I wasted the last 14 years of my life in an emotionally abusive, controlling relationship and lost a lot of myself in that time.
It took my disease, one very good friend's advice, my terminal diagnosis and many years of being ill to finally realize that in order to live my life to the fullest although I'm dying, I needed to get rid of the other cancers in my life.
Upon ending that relationship, a whole new world opened up to me and I was able to see the world through my own eyes for the first time in many years.
The beauty that there is in just the little things in life continue to amaze me everyday.
For so many years, I was told I was useless, worthless and would amount to nothing, so when I ended that relationship, I started a blog.
The blog was initially more for me than for anybody else. It was cathartic and it helped me like an online diary.
Then, this amazing thing happened – a beautiful woman published my blog and it just went crazy.
People started following my Facebook page Terminally Fabulous and started reading my blog terminallyfabulous.weebly.com.
Since then, I have been able to talk with so many different types of people from around the world who are affected by this horrible, insidious disease called cancer.
Cancer is not discriminatory. It doesn't care who you are, what you do or how much money you make, its only job in life is to destroy yours and those around you.
My message for people out there who are living life every day like there's no tomorrow: continue to do that. That is what life is about.
You shouldn't be worried about whether you made the right sandwich for your kid at lunch today, whether your child has the best toys, or whether your husband is running late 15 minutes from work.
What you should be worried about is whether you gave your child a hug before they went to school, whether you played with your child, and whether your husband knows you're looking forward to him getting home from work.
There are so many things in life that we take for granted and if cancer has taught me anything, it is that the important things are family, friends, enjoying life, living life, and not just watching it go by.

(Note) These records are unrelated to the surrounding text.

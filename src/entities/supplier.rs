use sea_orm::entity::prelude::*;
use serde::{Deserialize, Serialize};

#[derive(Clone, Debug, PartialEq, Eq, DeriveEntityModel, Serialize, Deserialize)]
#[sea_orm(table_name = "supplier")]
pub struct Model {
    #[sea_orm(primary_key, auto_increment = false)]
    pub id: String,
    #[sea_orm(unique)]
    pub name: String,
    pub contact_name: Option<String>,
    pub phone: Option<String>,
    pub email: Option<String>,
    pub created_by: String,
    pub created_at: DateTimeUtc,
}

#[derive(Copy, Clone, Debug, EnumIter, DeriveRelation)]
pub enum Relation {
    #[sea_orm(has_many = "super::inventory_item::Entity")]
    InventoryItem,
}

impl Related<super::inventory_item::Entity> for Entity {
    fn to() -> RelationDef {
        Relation::InventoryItem.def()
    }
}

impl ActiveModelBehavior for ActiveModel {}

Taking the time to breathe the little things in, that's what is important. Embracing it and actually taking it by the horns, not just being part of it watching it go by.

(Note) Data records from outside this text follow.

use axum::{
    http::StatusCode,
    response::{IntoResponse, Response},
    Json,
};
use sea_orm::{error::DbErr, SqlErr};
use serde::{Deserialize, Serialize};
use utoipa::ToSchema;

fn current_request_id() -> Option<String> {
    crate::tracing::current_request_id().map(|rid| rid.as_str().to_string())
}

/// Error body returned by every endpoint
#[derive(Debug, Serialize, Deserialize, ToSchema)]
#[schema(example = json!({
    "error": "not_found",
    "message": "Item not found",
    "request_id": "req-abc123xyz",
    "timestamp": "2024-12-09T10:30:00.000Z"
}))]
pub struct ErrorResponse {
    /// Lowercase status name (e.g. "not_found", "conflict")
    #[schema(example = "not_found")]
    pub error: String,
    /// Human-readable error description
    #[schema(example = "Item not found")]
    pub message: String,
    /// Unique request identifier for support and debugging
    #[serde(skip_serializing_if = "Option::is_none")]
    #[schema(example = "req-abc123xyz")]
    pub request_id: Option<String>,
    /// RFC 3339 timestamp when the error occurred
    pub timestamp: String,
}

impl ErrorResponse {
    pub fn new(status: StatusCode, message: impl Into<String>) -> Self {
        Self {
            error: status_slug(status),
            message: message.into(),
            request_id: current_request_id(),
            timestamp: chrono::Utc::now().to_rfc3339(),
        }
    }
}

/// "Not Found" -> "not_found"
pub fn status_slug(status: StatusCode) -> String {
    status
        .canonical_reason()
        .unwrap_or("error")
        .to_ascii_lowercase()
        .replace([' ', '-'], "_")
}

#[derive(Debug, thiserror::Error, Serialize)]
pub enum ServiceError {
    #[error("Database error: {0}")]
    DatabaseError(#[serde(skip)] DbErr),

    #[error("{0}")]
    NotFound(String),

    /// A field value violates a domain rule
    #[error("{0}")]
    InvalidArgument(String),

    /// The request as a whole is malformed (unknown enum value, bad window)
    #[error("{0}")]
    InvalidRequest(String),

    #[error("{0}")]
    Unauthorized(String),

    #[error("{0}")]
    Forbidden(String),

    #[error("{0}")]
    DuplicateResource(String),

    /// The operation is not allowed in the entity's current state
    #[error("{0}")]
    IllegalState(String),

    #[error("{0}")]
    Conflict(String),

    #[error("Internal error: {0}")]
    InternalError(String),

    #[error("Other error: {0}")]
    Other(
        #[from]
        #[serde(skip)]
        anyhow::Error,
    ),
}

impl From<DbErr> for ServiceError {
    fn from(err: DbErr) -> Self {
        match err.sql_err() {
            Some(SqlErr::UniqueConstraintViolation(detail)) => {
                tracing::debug!(%detail, "unique constraint violated");
                ServiceError::DuplicateResource("Resource already exists".to_string())
            }
            Some(SqlErr::ForeignKeyConstraintViolation(detail)) => {
                tracing::debug!(%detail, "foreign key constraint violated");
                ServiceError::Conflict("Operation violates a data integrity constraint".to_string())
            }
            _ => ServiceError::DatabaseError(err),
        }
    }
}

impl From<validator::ValidationErrors> for ServiceError {
    fn from(err: validator::ValidationErrors) -> Self {
        ServiceError::InvalidArgument(err.to_string())
    }
}

impl ServiceError {
    /// Returns the HTTP status code for this error.
    pub fn status_code(&self) -> StatusCode {
        match self {
            Self::NotFound(_) => StatusCode::NOT_FOUND,
            Self::InvalidArgument(_) | Self::InvalidRequest(_) => StatusCode::BAD_REQUEST,
            Self::Unauthorized(_) => StatusCode::UNAUTHORIZED,
            Self::Forbidden(_) => StatusCode::FORBIDDEN,
            Self::DuplicateResource(_) | Self::IllegalState(_) | Self::Conflict(_) => {
                StatusCode::CONFLICT
            }
            Self::DatabaseError(_) | Self::InternalError(_) | Self::Other(_) => {
                StatusCode::INTERNAL_SERVER_ERROR
            }
        }
    }

    /// Returns the error message suitable for HTTP responses.
    /// Internal errors return a generic message.
    pub fn response_message(&self) -> String {
        match self {
            Self::DatabaseError(_) | Self::InternalError(_) | Self::Other(_) => {
                "Unexpected server error".to_string()
            }
            _ => self.to_string(),
        }
    }
}

impl IntoResponse for ServiceError {
    fn into_response(self) -> Response {
        let status = self.status_code();
        if status.is_server_error() {
            tracing::error!(error = %self, "request failed");
        }
        (status, Json(ErrorResponse::new(status, self.response_message()))).into_response()
    }
}

/// API Error type for HTTP responses
#[derive(Debug, thiserror::Error)]
pub enum ApiError {
    #[error("Service error: {0}")]
    ServiceError(#[from] ServiceError),

    #[error("Authentication error: {0}")]
    Auth(#[from] crate::auth::AuthError),

    #[error("Validation error: {0}")]
    ValidationError(String),

    #[error("Bad request: {0}")]
    BadRequest(String),
}

impl IntoResponse for ApiError {
    fn into_response(self) -> Response {
        let (status, error_message) = match self {
            ApiError::ServiceError(service_error) => return service_error.into_response(),
            ApiError::Auth(auth_error) => return auth_error.into_response(),
            ApiError::ValidationError(msg) | ApiError::BadRequest(msg) => {
                (StatusCode::BAD_REQUEST, msg)
            }
        };

        (status, Json(ErrorResponse::new(status, error_message))).into_response()
    }
}

#[cfg(test)]
mod tests {
    use super::*;
    use axum::body::to_bytes;

    #[tokio::test]
    async fn service_error_response_includes_request_id() {
        let response =
            crate::tracing::scope_request_id(crate::tracing::RequestId::new("req-123"), async {
                ServiceError::NotFound("Item not found".into()).into_response()
            })
            .await;
        assert_eq!(response.status(), StatusCode::NOT_FOUND);

        let body = to_bytes(response.into_body(), usize::MAX).await.unwrap();
        let payload: ErrorResponse = serde_json::from_slice(&body).unwrap();
        assert_eq!(payload.request_id.as_deref(), Some("req-123"));
        assert_eq!(payload.error, "not_found");
        assert_eq!(payload.message, "Item not found");
    }

    #[tokio::test]
    async fn api_error_delegates_to_service_error() {
        let response =
            ApiError::ServiceError(ServiceError::Forbidden("nope".into())).into_response();
        assert_eq!(response.status(), StatusCode::FORBIDDEN);

        let body = to_bytes(response.into_body(), usize::MAX).await.unwrap();
        let payload: ErrorResponse = serde_json::from_slice(&body).unwrap();
        assert_eq!(payload.error, "forbidden");
        assert_eq!(payload.message, "nope");
    }

    #[test]
    fn service_error_status_code_mapping() {
        assert_eq!(
            ServiceError::NotFound("x".into()).status_code(),
            StatusCode::NOT_FOUND
        );
        assert_eq!(
            ServiceError::InvalidArgument("x".into()).status_code(),
            StatusCode::BAD_REQUEST
        );
        assert_eq!(
            ServiceError::InvalidRequest("x".into()).status_code(),
            StatusCode::BAD_REQUEST
        );
        assert_eq!(
            ServiceError::Unauthorized("x".into()).status_code(),
            StatusCode::UNAUTHORIZED
        );
        assert_eq!(
            ServiceError::Forbidden("x".into()).status_code(),
            StatusCode::FORBIDDEN
        );
        assert_eq!(
            ServiceError::DuplicateResource("x".into()).status_code(),
            StatusCode::CONFLICT
        );
        assert_eq!(
            ServiceError::IllegalState("x".into()).status_code(),
            StatusCode::CONFLICT
        );
        assert_eq!(
            ServiceError::InternalError("x".into()).status_code(),
            StatusCode::INTERNAL_SERVER_ERROR
        );
    }

    #[test]
    fn response_message_hides_internal_details() {
        assert_eq!(
            ServiceError::DatabaseError(DbErr::Custom("password=hunter2".into()))
                .response_message(),
            "Unexpected server error"
        );
        assert_eq!(
            ServiceError::InternalError("stack".into()).response_message(),
            "Unexpected server error"
        );
        assert_eq!(
            ServiceError::IllegalState("Cannot delete supplier with linked items".into())
                .response_message(),
            "Cannot delete supplier with linked items"
        );
    }

    #[test]
    fn status_slug_is_snake_case() {
        assert_eq!(status_slug(StatusCode::NOT_FOUND), "not_found");
        assert_eq!(status_slug(StatusCode::BAD_REQUEST), "bad_request");
        assert_eq!(
            status_slug(StatusCode::INTERNAL_SERVER_ERROR),
            "internal_server_error"
        );
    }
}
//! Request correlation and HTTP tracing.
//!
//! Every request carries a [`RequestId`]. It is stored in a tokio task-local for the duration
//! of the handler so that error bodies and log lines can echo it without threading it through
//! every call.

use axum::http::Request;
use futures::Future;
use std::{cell::RefCell, fmt};
use tower_http::{
    classify::{ServerErrorsAsFailures, SharedClassifier},
    trace::{DefaultOnFailure, DefaultOnRequest, DefaultOnResponse, MakeSpan, TraceLayer},
};
use tracing::Level;
use uuid::Uuid;

pub const REQUEST_ID_HEADER: &str = "x-request-id";

/// Request ID tracking information
#[derive(Clone, Debug)]
pub struct RequestId(pub String);

impl Default for RequestId {
    fn default() -> Self {
        RequestId(Uuid::new_v4().to_string())
    }
}

impl RequestId {
    pub fn new(value: impl Into<String>) -> Self {
        RequestId(value.into())
    }

    /// Accepts a client-supplied id only when it is short printable ASCII
    pub fn from_header(value: &str) -> Option<Self> {
        let trimmed = value.trim();
        let acceptable = !trimmed.is_empty()
            && trimmed.len() <= 128
            && trimmed.bytes().all(|b| b.is_ascii_graphic());
        acceptable.then(|| RequestId(trimmed.to_string()))
    }

    pub fn as_str(&self) -> &str {
        &self.0
    }
}

impl fmt::Display for RequestId {
    fn fmt(&self, f: &mut fmt::Formatter<'_>) -> fmt::Result {
        write!(f, "{}", self.0)
    }
}

tokio::task_local! {
    static CURRENT_REQUEST_ID: RefCell<Option<RequestId>>;
}

pub async fn scope_request_id<Fut, R>(request_id: RequestId, future: Fut) -> R
where
    Fut: Future<Output = R>,
{
    CURRENT_REQUEST_ID
        .scope(RefCell::new(Some(request_id)), future)
        .await
}

pub fn current_request_id() -> Option<RequestId> {
    CURRENT_REQUEST_ID
        .try_with(|cell| cell.borrow().clone())
        .ok()
        .flatten()
}

#[derive(Clone, Default)]
pub struct RequestSpanMaker;

impl<B> MakeSpan<B> for RequestSpanMaker {
    fn make_span(&mut self, request: &Request<B>) -> tracing::Span {
        let request_id = request
            .extensions()
            .get::<RequestId>()
            .cloned()
            .or_else(|| {
                request
                    .headers()
                    .get(REQUEST_ID_HEADER)
                    .and_then(|v| v.to_str().ok())
                    .and_then(RequestId::from_header)
            })
            .unwrap_or_default();

        tracing::info_span!(
            "http.request",
            request_id = %request_id.as_str(),
            method = %request.method(),
            uri = %request.uri(),
        )
    }
}

/// tower-http trace layer that treats 5xx as failures and tags spans with the request id
pub fn configure_http_tracing() -> TraceLayer<
    SharedClassifier<ServerErrorsAsFailures>,
    RequestSpanMaker,
    DefaultOnRequest,
    DefaultOnResponse,
> {
    TraceLayer::new_for_http()
        .make_span_with(RequestSpanMaker)
        .on_request(DefaultOnRequest::new().level(Level::DEBUG))
        .on_response(DefaultOnResponse::new().level(Level::INFO))
        .on_failure(DefaultOnFailure::new().level(Level::ERROR))
}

The thing I love most about my blogging is when I receive a message from a family member or a person who is currently being affected by cancer and they tell me my blog gives them comfort and also helps them understand their loved one’s journey.
I have had messages from people telling me they have read the blog to their dying family member and it gave them a feeling of being understood for the first time in a long time. They died feeling confident knowing they were not alone and someone else felt the same way they did.
Although so many people are affected by this disease, we as cancer patients so often feel alone, like our journey is our own and no one else could ever fully understand it.
It is true that each person’s story is different, but we do have one thing in common and it is the knowledge that especially if we are terminal, we will all come to the same end, unless we are of course granted that elusive miracle.
I hope for myself and everyone else that they get it, but we need to be realistic and accept the fact that we are living to die, so I want to go down in a blaze of glory.
I want to make a difference and this is what my blog Terminally Fabulous does for me.
It makes me feel like I'm actually doing something for people in need and that will be my legacy, something I was always told I was never smart enough to leave behind.
If I could leave one message to you out there, it would be if you are unhappy, please remember that you only have one life.
It is to be lived and enjoyed, not to be stifled and definitely not to be controlled by someone else and their fear of your success.
Do what you want to do, not what others others think you should be doing, Live your life, that's what it's there for!